Sue Miller
PAGE 4
Exclusive Essay
Over the years the writers I'd cite as influences on me (not that I hold any of them accountable for what I do) have changed, and then changed again. I was a sappy kid, and the writers I liked then were the ones who made me cry, who made me feel sorry for myself by projection - Hans Christian Andersen (Ah! The little match girl who dies looking in from the snow at the cozy family!), and Charlotte Bront's Jane Eyre, so horribly treated by all, so triumphant in the end. Later I read all of Thomas Wolfe, again projecting myself, this time as a sensitive artist. By the time I began to write myself, the big names were Jewish men - Roth, Bellow, Malamud, Mailer. I admired them all, but it wasn't until I read Cheever, with his rueful, affectionate distance, that I felt some fictional sense of at-homeness, some sense of the possibilities for me. In my early twenties, the sexy, funny, always-surprising voice of Grace Paley was a revelation. A little later, the magisterial quality of Willa Cather's prose, her lyricism about place, her romance with the artistic impulse, her complex but clearly expressed notions of how people get to be who the are - these thrilled me.
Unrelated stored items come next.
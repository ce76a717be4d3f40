//! File-backed environment store.
//!
//! Layout under the environments root (by default `.spag/environments/`):
//!
//! ```text
//! .spag/environments/
//!     active          <- name of the active environment
//!     default.yml
//!     dev.yml
//!     staging/eu.yml  <- qualified names work like request names
//! ```
//!
//! When no `active` file exists the `default` environment is active, and a
//! missing `default.yml` reads as an empty environment. Reads never create
//! files; only the editing operations write.

use once_cell::sync::Lazy;
use regex::Regex;
use std::fs;
use std::path::{Path, PathBuf};
use tracing::debug;

use super::{EnvError, EnvironmentProvider, DEFAULT_ENV_NAME};
use crate::document::{split_dotted, Document, PathError};
use crate::files::{self, FileError, PathIndex};

/// File holding the active environment's name.
const ACTIVE_FILE: &str = "active";

/// Environment names may be qualified with `/`, like request names.
static ENV_NAME_REGEX: Lazy<Regex> = Lazy::new(|| {
    Regex::new(r"^[A-Za-z0-9_\-]+(/[A-Za-z0-9_\-]+)*(\.[A-Za-z0-9]+)?$")
        .expect("Failed to compile environment name regex")
});

/// Environments stored as YAML files in one directory tree.
#[derive(Debug, Clone)]
pub struct EnvironmentStore {
    root: PathBuf,
    extension: String,
}

impl EnvironmentStore {
    /// Creates a store rooted at `root` for files ending in `extension`.
    pub fn new(root: impl Into<PathBuf>, extension: impl Into<String>) -> Self {
        Self {
            root: root.into(),
            extension: extension.into(),
        }
    }

    /// The directory holding the environment files
    pub fn root(&self) -> &Path {
        &self.root
    }

    fn active_file(&self) -> PathBuf {
        self.root.join(ACTIVE_FILE)
    }

    fn validate_name(name: &str) -> Result<(), EnvError> {
        if ENV_NAME_REGEX.is_match(name) {
            Ok(())
        } else {
            Err(EnvError::InvalidName(name.to_string()))
        }
    }

    /// Name of the active environment, `default` when none was activated.
    pub fn active_name(&self) -> Result<String, EnvError> {
        let active = self.active_file();
        if !active.is_file() {
            return Ok(DEFAULT_ENV_NAME.to_string());
        }
        let name = files::read_file(&active)?;
        let name = name.trim();
        if name.is_empty() {
            Ok(DEFAULT_ENV_NAME.to_string())
        } else {
            Ok(name.to_string())
        }
    }

    /// Resolves an environment name to its file.
    fn find_path(&self, name: &str) -> Result<PathBuf, EnvError> {
        if !self.root.is_dir() {
            return Err(EnvError::NotFound(name.to_string()));
        }
        let index = PathIndex::with_dirs(self.extension.clone(), [&self.root])?;
        index.get_path(name).map_err(|e| match e {
            FileError::NoMatch(_) | FileError::InvalidName(_) => {
                EnvError::NotFound(name.to_string())
            }
            other => EnvError::File(other),
        })
    }

    /// Path to write `name` to: the existing file, or a new one under the root.
    fn target_path(&self, name: &str) -> Result<PathBuf, EnvError> {
        match self.find_path(name) {
            Ok(path) => Ok(path),
            Err(EnvError::NotFound(_)) => {
                Ok(self.root.join(files::ensure_extension(name, &self.extension)))
            }
            Err(e) => Err(e),
        }
    }

    /// Loads the environment called `name`.
    pub fn load(&self, name: &str) -> Result<Document, EnvError> {
        let path = match self.find_path(name) {
            Ok(path) => path,
            Err(EnvError::NotFound(_)) if name == DEFAULT_ENV_NAME => {
                debug!("default environment missing, using an empty one");
                return Ok(Document::mapping());
            }
            Err(e) => return Err(e),
        };

        debug!(path = %path.display(), "loading environment");
        match files::load_yaml_file(&path)? {
            doc @ Document::Mapping(_) => Ok(doc),
            Document::Scalar(crate::document::Scalar::Null) => Ok(Document::mapping()),
            other => Err(EnvError::InvalidFormat(format!(
                "environment '{}' must be a mapping, found a {}",
                name,
                other.kind()
            ))),
        }
    }

    /// Loads the active environment.
    pub fn load_active(&self) -> Result<Document, EnvError> {
        let name = self.active_name()?;
        self.load(&name)
    }

    /// Makes `name` the active environment. The environment must exist,
    /// except for `default` which is created empty on demand.
    pub fn activate(&self, name: &str) -> Result<(), EnvError> {
        Self::validate_name(name)?;
        match self.find_path(name) {
            Ok(_) => {}
            Err(EnvError::NotFound(_)) if name == DEFAULT_ENV_NAME => {
                self.write(name, &Document::mapping())?;
            }
            Err(e) => return Err(e),
        }
        files::write_file(&self.active_file(), name)?;
        Ok(())
    }

    /// Reverts to the `default` environment.
    pub fn deactivate(&self) -> Result<(), EnvError> {
        let active = self.active_file();
        if active.exists() {
            fs::remove_file(&active).map_err(|e| FileError::Io {
                path: active.clone(),
                source: e,
            })?;
        }
        Ok(())
    }

    /// Names of every stored environment, sorted.
    pub fn list(&self) -> Result<Vec<String>, EnvError> {
        if !self.root.is_dir() {
            return Ok(Vec::new());
        }
        let index = PathIndex::with_dirs(self.extension.clone(), [&self.root])?;
        let root = files::absolute(&self.root)?;
        Ok(index
            .file_list_relative_to(&root)
            .into_iter()
            .map(|name| {
                name.strip_suffix(self.extension.as_str())
                    .map(str::to_string)
                    .unwrap_or(name)
            })
            .collect())
    }

    /// Sets dotted keys in the active environment and returns the result.
    ///
    /// `("a.b.c", "efg")` sets `env["a"]["b"]["c"] = "efg"`, creating the
    /// intermediate mappings.
    pub fn set(&self, pairs: &[(String, Document)]) -> Result<Document, EnvError> {
        let name = self.active_name()?;
        let mut env = self.load(&name)?;
        for (key, value) in pairs {
            let keys = split_dotted(key);
            env.set_path(&keys, value.clone())?;
        }
        self.write(&name, &env)?;
        Ok(env)
    }

    /// Removes a dotted key from the active environment.
    pub fn unset(&self, key: &str) -> Result<Document, EnvError> {
        let name = self.active_name()?;
        let mut env = self.load(&name)?;
        let keys = split_dotted(key);
        env.remove_path(&keys).map_err(|e| match e {
            PathError::NotFound { .. } | PathError::EmptyPath => {
                EnvError::KeyNotFound(key.to_string())
            }
            other => EnvError::Path(other),
        })?;
        self.write(&name, &env)?;
        Ok(env)
    }

    /// Empties the active environment.
    pub fn unset_all(&self) -> Result<Document, EnvError> {
        let name = self.active_name()?;
        let env = Document::mapping();
        self.write(&name, &env)?;
        Ok(env)
    }

    /// Writes an environment document, creating the file if needed.
    pub fn write(&self, name: &str, env: &Document) -> Result<(), EnvError> {
        Self::validate_name(name)?;
        let path = self.target_path(name)?;
        let text = env.to_yaml_string().map_err(|e| FileError::Yaml {
            path: path.clone(),
            source: e,
        })?;
        files::write_file(&path, &text)?;
        Ok(())
    }
}

impl EnvironmentProvider for EnvironmentStore {
    fn load_environment(&self, name: Option<&str>) -> Result<Document, EnvError> {
        match name {
            Some(name) => self.load(name),
            None => self.load_active(),
        }
    }
}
Among my contemporaries now I read Alice Munro for her brilliant fictional probing of how consciousness works; how we think about - or don't carefully think about - the things which happen to us and which we do. I read Alice McDermott for her looping sentences and her speculations on our need for some kind of belief, for love. I read Ian McEwan for his compellingly plotted explorations of moral life. I read Gish Jen and Jullian Barnes and Carol Shields and Helen Garner and Michael Cunningham and A.S. Byatt and Charles Baxter. I no longer know who influences me, or how, I just read and read.